**Information shown**
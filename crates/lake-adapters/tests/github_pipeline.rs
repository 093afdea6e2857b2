mod support;

use lake_adapters::github::{PR_IDS, RAW_PULL_REQUEST_TABLE, REPO_IDS, USER_IDS};
use lake_adapters::run_plugin;
use lake_pipeline::{RunStatus, SubTaskStatus};
use serde_json::json;
use sqlx::FromRow;
use support::{invocation, migrated_orchestrator, mount_page};
use tokio_util::sync::CancellationToken;
use wiremock::MockServer;

#[derive(Debug, Clone, PartialEq, Eq, FromRow)]
struct DomainPr {
    id: String,
    base_repo_id: String,
    head_repo_id: String,
    author_id: String,
    status: String,
    description: String,
    #[sqlx(rename = "type")]
    pr_type: String,
    component: String,
    merge_commit_sha: String,
    _raw_data_table: String,
}

async fn domain_rows(store: &lake_storage::Store) -> Vec<DomainPr> {
    sqlx::query_as(
        "SELECT id, base_repo_id, head_repo_id, author_id, status, description, type, component,
                merge_commit_sha, _raw_data_table
         FROM domain_pull_requests ORDER BY pull_request_key",
    )
    .fetch_all(store.pool())
    .await
    .expect("domain rows")
}

#[tokio::test]
async fn pull_requests_flow_from_api_to_domain_layer() -> anyhow::Result<()> {
    let server = MockServer::start().await;
    mount_page(&server, "/repos/apache/lake/pulls", "page", "1", "github/pull_requests_page1.json").await;
    let orchestrator = migrated_orchestrator().await?;
    let options = json!({"connection_id": 7, "owner": "apache", "repo": "lake", "repo_id": 5});

    let report = run_plugin(
        orchestrator.clone(),
        invocation("github", options.clone(), &server),
        CancellationToken::new(),
    )
    .await?;
    assert_eq!(report.status, RunStatus::Completed, "{report:?}");
    assert!(report
        .subtasks
        .iter()
        .all(|s| s.status == SubTaskStatus::Completed));

    let store = orchestrator.store();
    let raw: i64 = sqlx::query_scalar(&format!("SELECT COUNT(*) FROM {RAW_PULL_REQUEST_TABLE}"))
        .fetch_one(store.pool())
        .await?;
    assert_eq!(raw, 2);

    let tool: Vec<(i64, i64)> = sqlx::query_as(
        "SELECT connection_id, github_id FROM _tool_github_pull_requests ORDER BY github_id",
    )
    .fetch_all(store.pool())
    .await?;
    assert_eq!(tool, vec![(7, 880011), (7, 880012)]);

    let domain = domain_rows(store).await;
    assert_eq!(domain.len(), 2);
    assert_eq!(domain[0].id, PR_IDS.generate(&[7i64.into(), 880011i64.into()]));
    assert_eq!(domain[1].id, PR_IDS.generate(&[7i64.into(), 880012i64.into()]));
    assert_eq!(domain[0].base_repo_id, REPO_IDS.generate(&[7i64.into(), 5i64.into()]));
    assert_eq!(domain[1].head_repo_id, REPO_IDS.generate(&[7i64.into(), 912i64.into()]));
    assert_eq!(domain[0].author_id, USER_IDS.generate(&[7i64.into(), 3001i64.into()]));
    assert_eq!(domain[0].pr_type, "improvement");
    assert_eq!(domain[0].component, "storage");
    assert_eq!(domain[1].description, "");
    assert_eq!(domain[1].merge_commit_sha, "");
    assert_eq!(domain[0]._raw_data_table, RAW_PULL_REQUEST_TABLE);
    Ok(())
}

#[tokio::test]
async fn rerunning_a_full_sync_converges_to_the_same_rows() -> anyhow::Result<()> {
    let server = MockServer::start().await;
    mount_page(&server, "/repos/apache/lake/pulls", "page", "1", "github/pull_requests_page1.json").await;
    let orchestrator = migrated_orchestrator().await?;
    let options = json!({"connection_id": 7, "owner": "apache", "repo": "lake", "repo_id": 5});

    run_plugin(orchestrator.clone(), invocation("github", options.clone(), &server), CancellationToken::new()).await?;
    let first = domain_rows(orchestrator.store()).await;

    let report = run_plugin(orchestrator.clone(), invocation("github", options, &server), CancellationToken::new()).await?;
    assert_eq!(report.status, RunStatus::Completed);
    let store = orchestrator.store();
    assert_eq!(store.count_rows(RAW_PULL_REQUEST_TABLE).await?, 2);
    assert_eq!(store.count_rows("_tool_github_pull_requests").await?, 2);
    assert_eq!(domain_rows(store).await, first);
    Ok(())
}

#[tokio::test]
async fn missing_owner_fails_before_any_request() -> anyhow::Result<()> {
    let server = MockServer::start().await;
    let orchestrator = migrated_orchestrator().await?;
    let err = run_plugin(
        orchestrator,
        invocation("github", json!({"connection_id": 7, "owner": "", "repo": "lake", "repo_id": 5}), &server),
        CancellationToken::new(),
    )
    .await
    .unwrap_err();
    assert_eq!(err.kind(), "configuration");
    assert!(server.received_requests().await.unwrap_or_default().is_empty());
    Ok(())
}

#[tokio::test]
async fn remote_errors_block_later_stages() -> anyhow::Result<()> {
    use wiremock::matchers::{method, path};
    use wiremock::{Mock, ResponseTemplate};

    let server = MockServer::start().await;
    Mock::given(method("GET"))
        .and(path("/repos/apache/lake/pulls"))
        .respond_with(ResponseTemplate::new(401))
        .mount(&server)
        .await;
    let orchestrator = migrated_orchestrator().await?;
    let report = run_plugin(
        orchestrator,
        invocation("github", json!({"connection_id": 7, "owner": "apache", "repo": "lake", "repo_id": 5}), &server),
        CancellationToken::new(),
    )
    .await?;
    assert_eq!(report.status, RunStatus::Failed);
    assert_eq!(report.subtask("collectPullRequests").map(|s| s.status), Some(SubTaskStatus::Failed));
    assert_eq!(report.subtask("extractPullRequests").map(|s| s.status), Some(SubTaskStatus::Skipped));
    assert_eq!(report.subtask("convertPullRequests").map(|s| s.status), Some(SubTaskStatus::Skipped));
    Ok(())
}
//! Rate-limited, retrying API client shared by every subtask of one connection.

use std::sync::Arc;
use std::time::{Duration, Instant};

use lake_core::PipelineError;
use reqwest::StatusCode;
use serde::de::DeserializeOwned;
use thiserror::Error;
use tokio::sync::{Mutex, Semaphore};
use tracing::{debug, debug_span, warn, Instrument};

#[derive(Debug, Clone, Copy, PartialEq, Eq)]
pub enum RetryDisposition {
    Retryable,
    NonRetryable,
}

pub fn classify_status(status: StatusCode) -> RetryDisposition {
    if status.is_server_error() || status == StatusCode::TOO_MANY_REQUESTS {
        RetryDisposition::Retryable
    } else {
        RetryDisposition::NonRetryable
    }
}

pub fn classify_reqwest_error(err: &reqwest::Error) -> RetryDisposition {
    if err.is_timeout() || err.is_connect() || err.is_request() {
        RetryDisposition::Retryable
    } else {
        RetryDisposition::NonRetryable
    }
}

#[derive(Debug, Clone, Copy, PartialEq, Eq)]
pub struct BackoffPolicy {
    pub max_retries: usize,
    pub base_delay: Duration,
    pub max_delay: Duration,
}

impl Default for BackoffPolicy {
    fn default() -> Self {
        Self {
            max_retries: 3,
            base_delay: Duration::from_millis(250),
            max_delay: Duration::from_secs(5),
        }
    }
}

impl BackoffPolicy {
    pub fn delay_for_attempt(&self, attempt: usize) -> Duration {
        let factor = u32::try_from(attempt)
            .ok()
            .and_then(|shift| 1u32.checked_shl(shift))
            .unwrap_or(u32::MAX);
        self.base_delay.saturating_mul(factor).min(self.max_delay)
    }
}

#[derive(Debug, Clone, Copy, PartialEq, Eq)]
pub struct TokenBucketConfig {
    pub capacity: u32,
    pub refill_every: Duration,
}

/// Refills one token per `refill_every`, up to `capacity`.
#[derive(Debug)]
pub struct SimpleTokenBucket {
    capacity: u32,
    refill_every: Duration,
    state: Mutex<BucketState>,
}

#[derive(Debug, Clone, Copy)]
struct BucketState {
    tokens: u32,
    last_refill: Instant,
}

impl SimpleTokenBucket {
    pub fn new(config: TokenBucketConfig) -> Self {
        Self {
            capacity: config.capacity.max(1),
            refill_every: config.refill_every,
            state: Mutex::new(BucketState {
                tokens: config.capacity.max(1),
                last_refill: Instant::now(),
            }),
        }
    }

    pub async fn take(&self) {
        loop {
            let mut state = self.state.lock().await;
            let refill_ms = self.refill_every.as_millis();
            if refill_ms > 0 {
                let elapsed = state.last_refill.elapsed();
                let refills = elapsed.as_millis() / refill_ms;
                if refills > 0 {
                    let refills = u32::try_from(refills).unwrap_or(u32::MAX);
                    state.tokens = state.tokens.saturating_add(refills).min(self.capacity);
                    state.last_refill = Instant::now();
                }
            } else {
                state.tokens = self.capacity;
            }

            if state.tokens > 0 {
                state.tokens -= 1;
                return;
            }

            drop(state);
            tokio::time::sleep(self.refill_every).await;
        }
    }
}

#[derive(Debug, Clone)]
pub struct ApiClientConfig {
    pub endpoint: String,
    pub headers: Vec<(String, String)>,
    pub timeout: Duration,
    pub user_agent: Option<String>,
    pub max_concurrency: usize,
    pub backoff: BackoffPolicy,
    pub token_bucket: Option<TokenBucketConfig>,
}

impl Default for ApiClientConfig {
    fn default() -> Self {
        Self {
            endpoint: String::new(),
            headers: Vec::new(),
            timeout: Duration::from_secs(20),
            user_agent: None,
            max_concurrency: 4,
            backoff: BackoffPolicy::default(),
            token_bucket: None,
        }
    }
}

#[derive(Debug, Clone)]
pub struct ApiResponse {
    pub status: u16,
    pub url: String,
    pub body: Vec<u8>,
}

impl ApiResponse {
    pub fn json<T: DeserializeOwned>(&self) -> Result<T, serde_json::Error> {
        serde_json::from_slice(&self.body)
    }
}

#[derive(Debug, Error)]
pub enum FetchError {
    #[error("request failed after retries: {0}")]
    Request(#[from] reqwest::Error),
    #[error("http status {status} for {url}")]
    HttpStatus { status: u16, url: String },
    #[error("api client is shut down")]
    Closed,
}

impl FetchError {
    pub fn status(&self) -> Option<u16> {
        match self {
            FetchError::HttpStatus { status, .. } => Some(*status),
            _ => None,
        }
    }
}

impl From<FetchError> for PipelineError {
    fn from(err: FetchError) -> Self {
        match err {
            FetchError::HttpStatus { status, url } => {
                let retryable = StatusCode::from_u16(status)
                    .map(|s| classify_status(s) == RetryDisposition::Retryable)
                    .unwrap_or(false);
                if retryable {
                    PipelineError::TransientIo(format!("http {status} for {url} after retries"))
                } else {
                    PipelineError::Remote { status, url }
                }
            }
            FetchError::Request(inner) => PipelineError::TransientIo(inner.to_string()),
            FetchError::Closed => PipelineError::TransientIo(err.to_string()),
        }
    }
}

/// HTTP client bound to one connection endpoint.
///
/// Concurrency, the token bucket and retry policy apply to every request issued through a clone.
#[derive(Debug, Clone)]
pub struct ApiClient {
    client: reqwest::Client,
    endpoint: String,
    headers: Arc<Vec<(String, String)>>,
    in_flight: Arc<Semaphore>,
    token_bucket: Option<Arc<SimpleTokenBucket>>,
    backoff: BackoffPolicy,
}

impl ApiClient {
    pub fn new(config: ApiClientConfig) -> Result<Self, FetchError> {
        let mut builder = reqwest::Client::builder()
            .gzip(true)
            .brotli(true)
            .timeout(config.timeout);
        if let Some(user_agent) = &config.user_agent {
            builder = builder.user_agent(user_agent.clone());
        }

        Ok(Self {
            client: builder.build()?,
            endpoint: config.endpoint,
            headers: Arc::new(config.headers),
            in_flight: Arc::new(Semaphore::new(config.max_concurrency.max(1))),
            token_bucket: config
                .token_bucket
                .map(|bucket| Arc::new(SimpleTokenBucket::new(bucket))),
            backoff: config.backoff,
        })
    }

    pub fn endpoint(&self) -> &str {
        &self.endpoint
    }

    /// Absolute urls pass through; anything else is joined onto the endpoint.
    pub fn resolve(&self, path: &str) -> String {
        if path.starts_with("http://") || path.starts_with("https://") {
            return path.to_string();
        }
        format!(
            "{}/{}",
            self.endpoint.trim_end_matches('/'),
            path.trim_start_matches('/')
        )
    }

    /// GET with retries on 5xx, 429 and connect/timeout failures.
    ///
    /// Any other non-2xx status comes back as [`FetchError::HttpStatus`] without retrying.
    pub async fn get(&self, path: &str, query: &[(String, String)]) -> Result<ApiResponse, FetchError> {
        let url = self.resolve(path);
        let span = debug_span!("api_get", url = %url);
        self.get_inner(url, query).instrument(span).await
    }

    async fn get_inner(&self, url: String, query: &[(String, String)]) -> Result<ApiResponse, FetchError> {
        let _permit = self
            .in_flight
            .acquire()
            .await
            .map_err(|_| FetchError::Closed)?;

        let mut attempt = 0;
        loop {
            if let Some(bucket) = &self.token_bucket {
                bucket.take().await;
            }

            let mut request = self.client.get(&url).query(query);
            for (name, value) in self.headers.iter() {
                request = request.header(name.as_str(), value.as_str());
            }

            let can_retry = attempt < self.backoff.max_retries;
            match request.send().await {
                Ok(resp) => {
                    let status = resp.status();
                    let final_url = resp.url().to_string();
                    if status.is_success() {
                        let body = resp.bytes().await?.to_vec();
                        debug!(status = status.as_u16(), bytes = body.len(), "api response");
                        return Ok(ApiResponse {
                            status: status.as_u16(),
                            url: final_url,
                            body,
                        });
                    }
                    if classify_status(status) == RetryDisposition::Retryable && can_retry {
                        warn!(status = status.as_u16(), attempt, "retrying api request");
                        tokio::time::sleep(self.backoff.delay_for_attempt(attempt)).await;
                        attempt += 1;
                        continue;
                    }
                    return Err(FetchError::HttpStatus {
                        status: status.as_u16(),
                        url: final_url,
                    });
                }
                Err(err) => {
                    if classify_reqwest_error(&err) == RetryDisposition::Retryable && can_retry {
                        warn!(error = %err, attempt, "retrying api request");
                        tokio::time::sleep(self.backoff.delay_for_attempt(attempt)).await;
                        attempt += 1;
                        continue;
                    }
                    return Err(FetchError::Request(err));
                }
            }
        }
    }
}

#[cfg(test)]
mod tests {
    use super::*;
    use wiremock::matchers::{header, method, path, query_param};
    use wiremock::{Mock, MockServer, ResponseTemplate};

    fn client_for(server: &MockServer, max_retries: usize) -> ApiClient {
        ApiClient::new(ApiClientConfig {
            endpoint: server.uri(),
            headers: vec![("Authorization".into(), "Bearer t0ken".into())],
            backoff: BackoffPolicy {
                max_retries,
                base_delay: Duration::from_millis(1),
                max_delay: Duration::from_millis(5),
            },
            ..ApiClientConfig::default()
        })
        .expect("client")
    }

    #[test]
    fn backoff_is_exponential_and_capped() {
        let policy = BackoffPolicy {
            max_retries: 5,
            base_delay: Duration::from_millis(100),
            max_delay: Duration::from_millis(350),
        };
        assert_eq!(policy.delay_for_attempt(0), Duration::from_millis(100));
        assert_eq!(policy.delay_for_attempt(1), Duration::from_millis(200));
        assert_eq!(policy.delay_for_attempt(2), Duration::from_millis(350));
        assert_eq!(policy.delay_for_attempt(40), Duration::from_millis(350));
    }

    #[test]
    fn status_errors_map_by_retryability() {
        let err: PipelineError = FetchError::HttpStatus {
            status: 404,
            url: "x".into(),
        }
        .into();
        assert_eq!(err.kind(), "remote");
        let err: PipelineError = FetchError::HttpStatus {
            status: 503,
            url: "x".into(),
        }
        .into();
        assert_eq!(err.kind(), "transient_io");
    }

    #[tokio::test]
    async fn retries_server_errors_then_succeeds() {
        let server = MockServer::start().await;
        Mock::given(method("GET"))
            .and(path("/repos/o/r/pulls"))
            .respond_with(ResponseTemplate::new(500))
            .up_to_n_times(2)
            .mount(&server)
            .await;
        Mock::given(method("GET"))
            .and(path("/repos/o/r/pulls"))
            .and(query_param("page", "1"))
            .and(header("Authorization", "Bearer t0ken"))
            .respond_with(ResponseTemplate::new(200).set_body_string("[]"))
            .mount(&server)
            .await;

        let client = client_for(&server, 3);
        let resp = client
            .get("repos/o/r/pulls", &[("page".into(), "1".into())])
            .await
            .expect("get");
        assert_eq!(resp.status, 200);
        assert_eq!(resp.json::<Vec<u32>>().expect("json"), Vec::<u32>::new());
    }

    #[tokio::test]
    async fn client_errors_are_not_retried() {
        let server = MockServer::start().await;
        Mock::given(method("GET"))
            .respond_with(ResponseTemplate::new(404))
            .expect(1)
            .mount(&server)
            .await;

        let client = client_for(&server, 3);
        let err = client.get("/missing", &[]).await.expect_err("404");
        assert_eq!(err.status(), Some(404));
    }

    #[test]
    fn resolve_joins_relative_paths_only() {
        let client = ApiClient::new(ApiClientConfig {
            endpoint: "https://api.example.com/v3/".into(),
            ..ApiClientConfig::default()
        })
        .expect("client");
        assert_eq!(client.resolve("/issues"), "https://api.example.com/v3/issues");
        assert_eq!(client.resolve("http://other/x"), "http://other/x");
    }
}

**What the task requires**
Select, from the listing, all lines that include the word "example".

**Response**
            endpoint: "https://api.example.com/v3/".into(),
        assert_eq!(client.resolve("/issues"), "https://api.example.com/v3/issues");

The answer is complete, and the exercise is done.